--- START ---
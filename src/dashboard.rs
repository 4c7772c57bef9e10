// Copyright (c) AlphaVelocity.
// All rights reserved.
//
// This source code is licensed under the license found in the
// LICENSE file in the root directory of this source tree.

//! Dashboard reports built by fanning out one worker thread per aggregate.
//!
//! Every worker runs its own store query and writes a single field of the
//! shared report under a mutex held only for that assignment. Workers report
//! failures on a channel sized to the task count; the caller joins all
//! workers, drains the channel, and either returns the whole report or an
//! error. Partial reports are never returned.
//!
//! The aggregates are not read from one snapshot. Under concurrent writes the
//! fields may reflect slightly different points in time.

use crate::error::{LedgerError, LedgerResult, StoreError};
use crate::filter::Predicate;
use crate::models::{
    CategorySeries, DEFAULT_TOP_EXPENSES, DashboardCharts, FinancialOverview, TransactionType,
    TrendSeries,
};
use crate::store::{GroupKey, LedgerStore, Measure, Order};
use crate::utils::{first_of_month, month_end, trailing_months};
use chrono::{NaiveDate, Utc};
use rust_decimal::Decimal;
use std::collections::HashMap;
use std::sync::mpsc::{self, SyncSender};
use std::sync::{Mutex, PoisonError};
use std::thread;
use tracing::{Span, error, info, info_span, warn};

const TREND_MONTHS: u32 = 6;

/// A failed aggregate: task name and cause.
type Failure = (&'static str, LedgerError);

type Task<'t, R> = (&'static str, Box<dyn FnOnce(&Shared<R>) + Send + 't>);

struct Shared<R> {
    record: Mutex<R>,
    errors: SyncSender<Failure>,
}

impl<R> Shared<R> {
    fn store_field<T>(
        &self,
        name: &'static str,
        result: LedgerResult<T>,
        write: impl FnOnce(&mut R, T),
    ) {
        match result {
            Ok(value) => match self.record.lock() {
                Ok(mut record) => write(&mut *record, value),
                Err(_) => self.fail(name, LedgerError::TaskPanicked(name)),
            },
            Err(e) => {
                error!(task = name, "Failed to calculate {}: {}", name, e);
                self.fail(name, e);
            }
        }
    }

    fn fail(&self, name: &'static str, err: LedgerError) {
        // capacity equals the task count and each task reports at most once
        let _ = self.errors.try_send((name, err));
    }
}

fn task<'t, R, T>(
    name: &'static str,
    compute: impl FnOnce() -> LedgerResult<T> + Send + 't,
    write: impl FnOnce(&mut R, T) + Send + 't,
) -> Task<'t, R>
where
    R: 't,
{
    (
        name,
        Box::new(move |shared: &Shared<R>| shared.store_field(name, compute(), write)),
    )
}

/// Runs every task on its own thread, waits for all of them, then drains
/// the error channel completely.
fn fan_out<R: Default + Send>(span: &Span, tasks: Vec<Task<'_, R>>) -> (R, Vec<Failure>) {
    let (errors, failures) = mpsc::sync_channel(tasks.len());
    let shared = Shared {
        record: Mutex::new(R::default()),
        errors,
    };

    thread::scope(|s| {
        let handles: Vec<_> = tasks
            .into_iter()
            .map(|(name, work)| {
                let shared = &shared;
                let span = span.clone();
                (name, s.spawn(move || span.in_scope(|| work(shared))))
            })
            .collect();
        for (name, handle) in handles {
            if handle.join().is_err() {
                error!(task = name, "aggregation task panicked");
                shared.fail(name, LedgerError::TaskPanicked(name));
            }
        }
    });

    let Shared { record, errors } = shared;
    drop(errors);
    let record = record.into_inner().unwrap_or_else(PoisonError::into_inner);
    (record, failures.try_iter().collect())
}

fn scalar(aggregate: &'static str, result: Result<Decimal, StoreError>) -> LedgerResult<Decimal> {
    result.map_err(|source| LedgerError::Aggregation { aggregate, source })
}

pub struct DashboardService<'a, S: LedgerStore + ?Sized> {
    store: &'a S,
    top_expenses: usize,
}

impl<'a, S: LedgerStore + ?Sized> DashboardService<'a, S> {
    pub fn new(store: &'a S) -> Self {
        Self {
            store,
            top_expenses: DEFAULT_TOP_EXPENSES,
        }
    }

    /// How many categories the top-expenses series keeps.
    pub fn with_top_expenses(mut self, n: usize) -> Self {
        self.top_expenses = n;
        self
    }

    pub fn financial_overview(&self, user_id: i64) -> LedgerResult<FinancialOverview> {
        self.financial_overview_on(user_id, Utc::now().date_naive())
    }

    /// Overview with "this month" taken from `today`.
    pub fn financial_overview_on(
        &self,
        user_id: i64,
        today: NaiveDate,
    ) -> LedgerResult<FinancialOverview> {
        let span = info_span!("financial_overview", user_id);
        let _enter = span.enter();
        info!("Getting financial overview");

        let store = self.store;
        let all = Predicate::for_user(user_id);
        let this_month = |kind| all.clone().of_kind(kind).since(first_of_month(today));
        let (income_p, expense_p) = (
            this_month(TransactionType::Income),
            this_month(TransactionType::Expense),
        );
        let (balance_p, savings_p) = (all.clone(), all);

        let tasks: Vec<Task<'_, FinancialOverview>> = vec![
            task(
                "current balance",
                move || scalar("current balance", store.sum(&balance_p, Measure::Signed)),
                |o: &mut FinancialOverview, v: Decimal| o.current_balance = v,
            ),
            task(
                "monthly income",
                move || scalar("monthly income", store.sum(&income_p, Measure::Amount)),
                |o: &mut FinancialOverview, v: Decimal| o.monthly_income = v,
            ),
            task(
                "monthly expense",
                move || scalar("monthly expense", store.sum(&expense_p, Measure::Amount)),
                |o: &mut FinancialOverview, v: Decimal| o.monthly_expense = v,
            ),
            // same formula as the balance; kept as an alias
            task(
                "total savings",
                move || scalar("total savings", store.sum(&savings_p, Measure::Signed)),
                |o: &mut FinancialOverview, v: Decimal| o.total_savings = v,
            ),
        ];

        let (overview, failures) = fan_out(&span, tasks);
        if !failures.is_empty() {
            warn!(failed = failures.len(), "financial overview discarded");
            return Err(LedgerError::Overview);
        }
        info!("Successfully retrieved financial overview");
        Ok(overview)
    }

    pub fn dashboard_charts(&self, user_id: i64) -> LedgerResult<DashboardCharts> {
        self.dashboard_charts_on(user_id, Utc::now().date_naive())
    }

    /// Charts with the trend window ending in the month of `today`.
    pub fn dashboard_charts_on(
        &self,
        user_id: i64,
        today: NaiveDate,
    ) -> LedgerResult<DashboardCharts> {
        let span = info_span!("dashboard_charts", user_id);
        let _enter = span.enter();
        info!("Getting dashboard charts");

        let store = self.store;
        let top = self.top_expenses;
        let tasks: Vec<Task<'_, DashboardCharts>> = vec![
            task(
                "income vs expense",
                move || six_month_trend(store, user_id, today),
                |c: &mut DashboardCharts, v: TrendSeries| c.income_vs_expense = v,
            ),
            task(
                "category distribution",
                move || expense_by_category(store, user_id, None),
                |c: &mut DashboardCharts, v: CategorySeries| c.category_distribution = v,
            ),
            task(
                "top expenses",
                move || expense_by_category(store, user_id, Some(top)),
                |c: &mut DashboardCharts, v: CategorySeries| c.top_expenses = v,
            ),
        ];

        let (charts, failures) = fan_out(&span, tasks);
        let mut failures = failures.into_iter();
        if let Some((name, first)) = failures.next() {
            for (other, e) in failures {
                warn!(task = other, "additional chart failure: {}", e);
            }
            error!(task = name, "dashboard charts failed");
            return Err(LedgerError::Charts {
                source: Box::new(first),
            });
        }
        info!("Successfully retrieved dashboard charts");
        Ok(charts)
    }
}

/// Income and expense for the trailing months, oldest first, labelled with
/// short month names. Months without entries are zero.
fn six_month_trend<S: LedgerStore + ?Sized>(
    store: &S,
    user_id: i64,
    today: NaiveDate,
) -> LedgerResult<TrendSeries> {
    let months = trailing_months(today, TREND_MONTHS);
    let Some(&from) = months.first() else {
        return Ok(TrendSeries::default());
    };
    let window = Predicate::for_user(user_id)
        .since(from)
        .until(month_end(today));

    let monthly = |kind: TransactionType, aggregate: &'static str| {
        store
            .group_sum(&window.clone().of_kind(kind), GroupKey::Month, Order::KeyAsc, None)
            .map(|rows| rows.into_iter().collect::<HashMap<_, _>>())
            .map_err(|source| LedgerError::Aggregation { aggregate, source })
    };
    let income = monthly(TransactionType::Income, "monthly income trend")?;
    let expense = monthly(TransactionType::Expense, "monthly expense trend")?;

    let mut series = TrendSeries::default();
    for month in months {
        let key = month.format("%Y-%m").to_string();
        series.labels.push(month.format("%b").to_string());
        series
            .income
            .push(income.get(&key).copied().unwrap_or(Decimal::ZERO));
        series
            .expense
            .push(expense.get(&key).copied().unwrap_or(Decimal::ZERO));
    }
    Ok(series)
}

/// All-time expense totals per category name, largest first.
fn expense_by_category<S: LedgerStore + ?Sized>(
    store: &S,
    user_id: i64,
    limit: Option<usize>,
) -> LedgerResult<CategorySeries> {
    let aggregate = if limit.is_some() {
        "top expenses"
    } else {
        "category distribution"
    };
    let rows = store
        .group_sum(
            &Predicate::for_user(user_id).of_kind(TransactionType::Expense),
            GroupKey::CategoryName,
            Order::SumDesc,
            limit,
        )
        .map_err(|source| LedgerError::Aggregation { aggregate, source })?;
    Ok(rows.into_iter().collect())
}
// Copyright (c) AlphaVelocity.
// All rights reserved.
//
// This source code is licensed under the license found in the
// LICENSE file in the root directory of this source tree.

//! Runtime settings, read from the environment.

use crate::models::{DEFAULT_PAGE_SIZE, DEFAULT_TOP_EXPENSES};
use anyhow::{Context, Result, bail};
use std::path::PathBuf;

pub const ENV_DB: &str = "FINTRACK_DB";
pub const ENV_TOP_EXPENSES: &str = "FINTRACK_TOP_EXPENSES";
pub const ENV_PAGE_SIZE: &str = "FINTRACK_PAGE_SIZE";
pub const ENV_LOG: &str = "FINTRACK_LOG";

#[derive(Debug, Clone, PartialEq)]
pub struct Settings {
    pub db_path: PathBuf,
    pub top_expenses: usize,
    pub page_size: u32,
}

impl Settings {
    pub fn from_env() -> Result<Self> {
        Self::from_lookup(|key| std::env::var(key).ok())
    }

    /// Resolve settings through `lookup`, falling back to defaults for
    /// anything unset.
    pub fn from_lookup(lookup: impl Fn(&str) -> Option<String>) -> Result<Self> {
        let db_path = match lookup(ENV_DB).filter(|s| !s.is_empty()) {
            Some(p) => PathBuf::from(p),
            None => crate::db::default_db_path()?,
        };
        let top_expenses = parse_positive(&lookup, ENV_TOP_EXPENSES, DEFAULT_TOP_EXPENSES)?;
        let page_size = parse_positive(&lookup, ENV_PAGE_SIZE, DEFAULT_PAGE_SIZE as usize)?;
        Ok(Self {
            db_path,
            top_expenses,
            page_size: u32::try_from(page_size)
                .with_context(|| format!("{} is too large", ENV_PAGE_SIZE))?,
        })
    }
}

fn parse_positive(
    lookup: &impl Fn(&str) -> Option<String>,
    key: &str,
    default: usize,
) -> Result<usize> {
    let Some(raw) = lookup(key).filter(|s| !s.is_empty()) else {
        return Ok(default);
    };
    let n: usize = raw
        .trim()
        .parse()
        .with_context(|| format!("Invalid {} '{}', expected a positive integer", key, raw))?;
    if n == 0 {
        bail!("Invalid {} '{}', expected a positive integer", key, raw);
    }
    Ok(n)
}

#[cfg(test)]
mod tests {
    use super::*;
    use std::collections::HashMap;

    fn lookup(pairs: &[(&str, &str)]) -> impl Fn(&str) -> Option<String> {
        let map: HashMap<String, String> = pairs
            .iter()
            .map(|(k, v)| (k.to_string(), v.to_string()))
            .collect();
        move |k: &str| map.get(k).cloned()
    }

    #[test]
    fn explicit_values_win() {
        let s = Settings::from_lookup(lookup(&[
            (ENV_DB, "/tmp/ledger.sqlite"),
            (ENV_TOP_EXPENSES, "3"),
            (ENV_PAGE_SIZE, "25"),
        ]))
        .unwrap();
        assert_eq!(s.db_path, PathBuf::from("/tmp/ledger.sqlite"));
        assert_eq!(s.top_expenses, 3);
        assert_eq!(s.page_size, 25);
    }

    #[test]
    fn numeric_defaults() {
        let s = Settings::from_lookup(lookup(&[(ENV_DB, "/tmp/x.sqlite")])).unwrap();
        assert_eq!(s.top_expenses, 5);
        assert_eq!(s.page_size, 10);
    }

    #[test]
    fn zero_and_garbage_are_rejected() {
        assert!(
            Settings::from_lookup(lookup(&[(ENV_DB, "/tmp/x"), (ENV_TOP_EXPENSES, "0")])).is_err()
        );
        assert!(
            Settings::from_lookup(lookup(&[(ENV_DB, "/tmp/x"), (ENV_PAGE_SIZE, "ten")])).is_err()
        );
    }
}
// Copyright (c) 2025 Soumyadip Sarkar.
// All rights reserved.
//
// This source code is licensed under the license found in the
// LICENSE file in the root directory of this source tree.

use super::user_id;
use crate::db::{NewTransaction, SqliteStore};
use crate::error::LedgerError;
use crate::listing::TransactionService;
use crate::models::{Filter, TransactionPage, TransactionType};
use crate::utils::{fmt_money, maybe_print_json, parse_date, parse_decimal, pretty_table};
use anyhow::{Result, anyhow, bail};

pub fn handle(store: &SqliteStore, page_size: u32, m: &clap::ArgMatches) -> Result<()> {
    match m.subcommand() {
        Some(("add", sub)) => add(store, sub)?,
        Some(("edit", sub)) => edit(store, sub)?,
        Some(("list", sub)) => list(store, page_size, sub)?,
        Some(("rm", sub)) => rm(store, sub)?,
        _ => {}
    }
    Ok(())
}

/// Reads the `entry_args` fields shared by `add` and `edit`.
fn entry_from_matches(sub: &clap::ArgMatches) -> Result<NewTransaction> {
    let date = parse_date(sub.get_one::<String>("date").unwrap())?;
    let amount = parse_decimal(sub.get_one::<String>("amount").unwrap())?;
    let kind: TransactionType = sub
        .get_one::<String>("type")
        .unwrap()
        .parse()
        .map_err(|e: String| anyhow!(e))?;
    Ok(NewTransaction {
        category_id: *sub.get_one::<i64>("category").unwrap(),
        amount,
        kind,
        description: sub
            .get_one::<String>("description")
            .cloned()
            .unwrap_or_default(),
        date,
    })
}

/// Points at `category list` when the category id does not resolve.
fn with_category_hint(err: LedgerError, category_id: i64) -> anyhow::Error {
    if err.is_not_found() {
        anyhow!(
            "{} (run `fintrack category list` to see ids for this user; got {})",
            err,
            category_id
        )
    } else {
        err.into()
    }
}

fn add(store: &SqliteStore, sub: &clap::ArgMatches) -> Result<()> {
    let entry = entry_from_matches(sub)?;
    let tx = store
        .add_transaction(user_id(sub)?, &entry)
        .map_err(|e| with_category_hint(e, entry.category_id))?;
    println!(
        "Recorded {} {} on {} (id {})",
        tx.kind,
        fmt_money(&tx.amount),
        tx.date,
        tx.id
    );
    Ok(())
}

fn edit(store: &SqliteStore, sub: &clap::ArgMatches) -> Result<()> {
    let id = *sub.get_one::<i64>("id").unwrap();
    let entry = entry_from_matches(sub)?;
    let tx = store
        .update_transaction(user_id(sub)?, id, &entry)
        .map_err(|e| {
            if matches!(e, LedgerError::NotFound { entity: "Category", .. }) {
                with_category_hint(e, entry.category_id)
            } else {
                e.into()
            }
        })?;
    println!(
        "Updated transaction {}: {} {} on {}",
        tx.id,
        tx.kind,
        fmt_money(&tx.amount),
        tx.date
    );
    Ok(())
}

fn rm(store: &SqliteStore, sub: &clap::ArgMatches) -> Result<()> {
    let id = *sub.get_one::<i64>("id").unwrap();
    if !store.delete_transaction(user_id(sub)?, id)? {
        bail!("Transaction {} not found", id);
    }
    println!("Removed transaction {}", id);
    Ok(())
}

/// Filter from the shared listing flags. Values are passed through
/// unvalidated; the predicate builder drops what it cannot use.
pub fn filter_from_matches(sub: &clap::ArgMatches, page_size: u32) -> Filter {
    Filter {
        start_date: sub.get_one::<String>("start").cloned(),
        end_date: sub.get_one::<String>("end").cloned(),
        category_id: sub.get_one::<i64>("category").copied().unwrap_or(0),
        kind: sub.get_one::<String>("type").cloned(),
        page: sub.get_one::<u32>("page").copied().unwrap_or(1),
        limit: sub.get_one::<u32>("limit").copied().unwrap_or(page_size),
    }
}

fn list(store: &SqliteStore, page_size: u32, sub: &clap::ArgMatches) -> Result<()> {
    let filter = filter_from_matches(sub, page_size);
    let page = TransactionService::new(store).list(user_id(sub)?, &filter)?;
    if !maybe_print_json(sub.get_flag("json"), sub.get_flag("jsonl"), &page)? {
        print_page(&page);
    }
    Ok(())
}

fn print_page(page: &TransactionPage) {
    let rows: Vec<Vec<String>> = page
        .transactions
        .iter()
        .map(|t| {
            vec![
                t.id.to_string(),
                t.date.to_string(),
                t.kind.to_string(),
                t.category.clone(),
                fmt_money(&t.amount),
                t.description.clone(),
            ]
        })
        .collect();
    println!(
        "{}",
        pretty_table(
            &["ID", "Date", "Type", "Category", "Amount", "Description"],
            rows,
        )
    );
    let s = &page.summary;
    println!(
        "{}",
        pretty_table(
            &["Total Income", "Total Expense", "Balance"],
            vec![vec![
                fmt_money(&s.total_income),
                fmt_money(&s.total_expense),
                fmt_money(&s.balance),
            ]],
        )
    );
    let p = &page.pagination;
    println!(
        "Page {} of {} ({} transactions, {} per page)",
        p.current_page, p.total_page, p.total_items, p.item_per_page
    );
}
--- END ---
Work order » Using the listing above, show each line with the word "Measure" in it.

Solution below »
use crate::store::{GroupKey, LedgerStore, Measure, Order};
                move || scalar("current balance", store.sum(&balance_p, Measure::Signed)),
                move || scalar("monthly income", store.sum(&income_p, Measure::Amount)),
                move || scalar("monthly expense", store.sum(&expense_p, Measure::Amount)),
                move || scalar("total savings", store.sum(&savings_p, Measure::Signed)),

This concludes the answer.